Ağır korona vakalarının sorumlusu: Genetik faktörler

Koronavirus Öne Çıkanlar
Ağır korona vakalarının sorumlusu: Genetik faktörler

Bağışıklığın mesaj gönderme işlevi, mukus (mukoza tarafından üretilen kaygan bir sıvı) üretimi ve diğer işlevlerle bağlantılı bazı genetik varyantlar COVID-19’u ağır geçirme riskini artırıyor. Bu etmenlerin daha iyi anlaşılması, yeni tedavilerin yolunu açabilir.

Edinburgh Üniversitesi’nden genetikçi ve yoğun bakım uzmanı Kenneth Baillie ve ekibi, İngiltere’deki yoğun bakım ünitelerinde tedavi görmüş yaklaşık 7.500 ağır COVID hastasının genomlarını inceledi. Bilim insanları, bu genomları genel nüfus içinde hastalığı hafi f geçiren 48.000 kişinin genomları ile karşılaştırdılar.

Bu karşılaştırmada daha önce kritik COVID vakalarıyla ilişkilendirilmeyen 16 varyant tespit edildi.
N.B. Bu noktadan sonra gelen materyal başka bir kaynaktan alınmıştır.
// Copyright 2026 The Sphere Project
// SPDX-License-Identifier: Apache-2.0

// Incremental decoding of an OpenAI-style chat-completions SSE body.
//
// Network chunks split lines (and UTF-8 sequences) at arbitrary byte
// offsets, so bytes are held until a full line is available.

use serde::Deserialize;

use crate::upstream::{UpstreamError, UpstreamSignal};

/// Terminator payload sent by OpenAI-compatible servers.
pub const DONE_PAYLOAD: &str = "[DONE]";

/// Splits a byte stream into complete lines.
#[derive(Debug, Default)]
pub struct LineDecoder {
    buffer: Vec<u8>,
}

impl LineDecoder {
    pub fn new() -> Self {
        Self::default()
    }

    /// Feed bytes, returning every line completed by them (without `\n` / `\r\n`).
    pub fn push(&mut self, bytes: &[u8]) -> Vec<String> {
        self.buffer.extend_from_slice(bytes);
        let mut lines = Vec::new();
        while let Some(pos) = self.buffer.iter().position(|b| *b == b'\n') {
            let line: Vec<u8> = self.buffer.drain(..=pos).collect();
            lines.push(decode_line(&line[..pos]));
        }
        lines
    }

    /// Remaining bytes once the body has ended, if any.
    pub fn finish(&mut self) -> Option<String> {
        if self.buffer.is_empty() {
            return None;
        }
        let rest = std::mem::take(&mut self.buffer);
        Some(decode_line(&rest))
    }
}

fn decode_line(bytes: &[u8]) -> String {
    let bytes = bytes.strip_suffix(b"\r").unwrap_or(bytes);
    String::from_utf8_lossy(bytes).into_owned()
}

/// Extract the payload of a `data:` line. Blank lines, comments and other
/// SSE fields (`event:`, `id:`, `retry:`) carry nothing for us.
pub fn parse_data_line(line: &str) -> Option<&str> {
    let trimmed = line.trim();
    if trimmed.is_empty() || trimmed.starts_with(':') {
        return None;
    }
    trimmed
        .strip_prefix("data: ")
        .or_else(|| trimmed.strip_prefix("data:"))
        .map(str::trim)
}

// ---------------------------------------------------------------------------
// Chunk payloads
// ---------------------------------------------------------------------------

#[derive(Debug, Deserialize)]
struct CompletionChunk {
    #[serde(default)]
    choices: Vec<ChunkChoice>,
    error: Option<ApiError>,
}

#[derive(Debug, Deserialize)]
struct ChunkChoice {
    #[serde(default)]
    delta: ChunkDelta,
}

#[derive(Debug, Default, Deserialize)]
struct ChunkDelta {
    content: Option<String>,
}

#[derive(Debug, Deserialize)]
struct ApiError {
    message: String,
}

/// What one `data:` payload means for the signal stream.
#[derive(Debug, PartialEq, Eq)]
pub enum Payload {
    Delta(UpstreamSignal),
    /// Keep-alive, role-only or finish-reason chunk.
    Empty,
    Done,
}

/// Decode one `data:` payload.
pub fn decode_payload(data: &str) -> Result<Payload, UpstreamError> {
    if data == DONE_PAYLOAD {
        return Ok(Payload::Done);
    }
    let chunk: CompletionChunk =
        serde_json::from_str(data).map_err(|e| UpstreamError::Decode(e.to_string()))?;
    if let Some(error) = chunk.error {
        return Err(UpstreamError::Generation(error.message));
    }
    let content = chunk
        .choices
        .into_iter()
        .next()
        .and_then(|choice| choice.delta.content)
        .filter(|content| !content.is_empty());
    Ok(match content {
        Some(content) => Payload::Delta(UpstreamSignal::ContentDelta(content)),
        None => Payload::Empty,
    })
}
// Copyright 2026 The Sphere Project
// SPDX-License-Identifier: Apache-2.0

use std::path::PathBuf;

/// Why a sphere config could not be turned into a `Config`.
#[derive(Debug, thiserror::Error)]
pub enum ConfigError {
    #[error("cannot read config file {path:?}: {source}")]
    Read {
        path: PathBuf,
        source: std::io::Error,
    },

    #[error("sphere config is not valid YAML: {0}")]
    Yaml(#[from] serde_yaml::Error),

    #[error("invalid sphere config: {0}")]
    Invalid(String),

    #[error("config references ${{{name}}}, which is not set in the environment")]
    UnsetVariable { name: String },
}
Öyle ki bu varyantlar hastalığı ağır geçirme riskini neredeyse ikiye katlıyordu. Bu varyantların bazıları Avrupa kökenli katılımcıların %1’inden azında bulunuyorken, diğer varyantların Avrupalıların yarısından fazlasında bulunduğu gözlemlendi. Bu varyantlar bir araya getirildiğinde bazı insanların hastalığı niçin ağır geçirdiği az çok anlaşılıyordu


Baillie’ye göre yeni çalışma, COVID-19’u ağır geçirme riskinde iki potansiyel yolak (payhway) öne çıkıyor. İlgili varyantların beşi bağışıklık sisteminin sinyal gönderme işlevi ile ilgili. Bu sinyalizasyon işlevi, enterferon adı verilen sinyalleme moleküllerinde önemli bir rol oynuyor. Enterferon, hücrelerin enfeksiyonla karşılaştıklarında salgıladıkları moleküllerdir. Bu da bazı insanların niçin hastalığı ağır geçirdiğini açıklıyor, zira bağışıklık sistemi sinyalizasyon hatası yüzünden, virüsün üremesini erken evrede durdurma görevini yerine getiremiyor.

Bir diğer öne çıkan varyant da kanın pıhtılaşması ve mukus üretimi ile ilgili. Bu kategorideki varyantlar, insanların akciğerinde enflamasyona veya pıhtı oluşumuna yatkın olmalarına yol açıyor. Bu da, vücuttaki virüs seviyesi düşük bile olsa ölümcül sonuçlara neden olabiliyor.

Varyantları saptamanın yararı ne?

Bu yolakları ve ilgili genleri saptamak önemli. McGill Üniversitesi’nden endokrinolog ve genetikçi Brent Richards’a göre bu durumda tedavide ortaya binlerce hedef çıkıyor.

Hastalığın ağır geçirilmesi ile genler arasındaki bağlantıya ilişkin önceki çalışmalardan da yararlı sonuçlar elde edilmişti. 2020 yılında Baillie ve meslektaşları baricitinib isimli enzim-engelleyici bir ilacın ağır COVID- 19’u tedavi ettiğini ileri sürmüşlerdi. Bu ilaç ile ilgili geniş bir klinik denemeden alınan sonuçlar bu ay medRxiv isimli preprint server’da duyurulmuştu. Ve baricitinib’in ölüm oranlarını düşürdüğü saptanmıştı.

Fakat bu genetik bağlantıları tedavi haline dönüştürmek o kadar kolay değil. Örneğin, COVID-19 nedeniyle hastanelerde tedavi edilen kişilerin enterferon sinyallemesini hedef alan ilaç denemelerinden bugüne kadar başarılı sonuçlar alınamadı. Ayrıca denemelere katılan hasta sayısının az olması da başka bir olumsuzluk.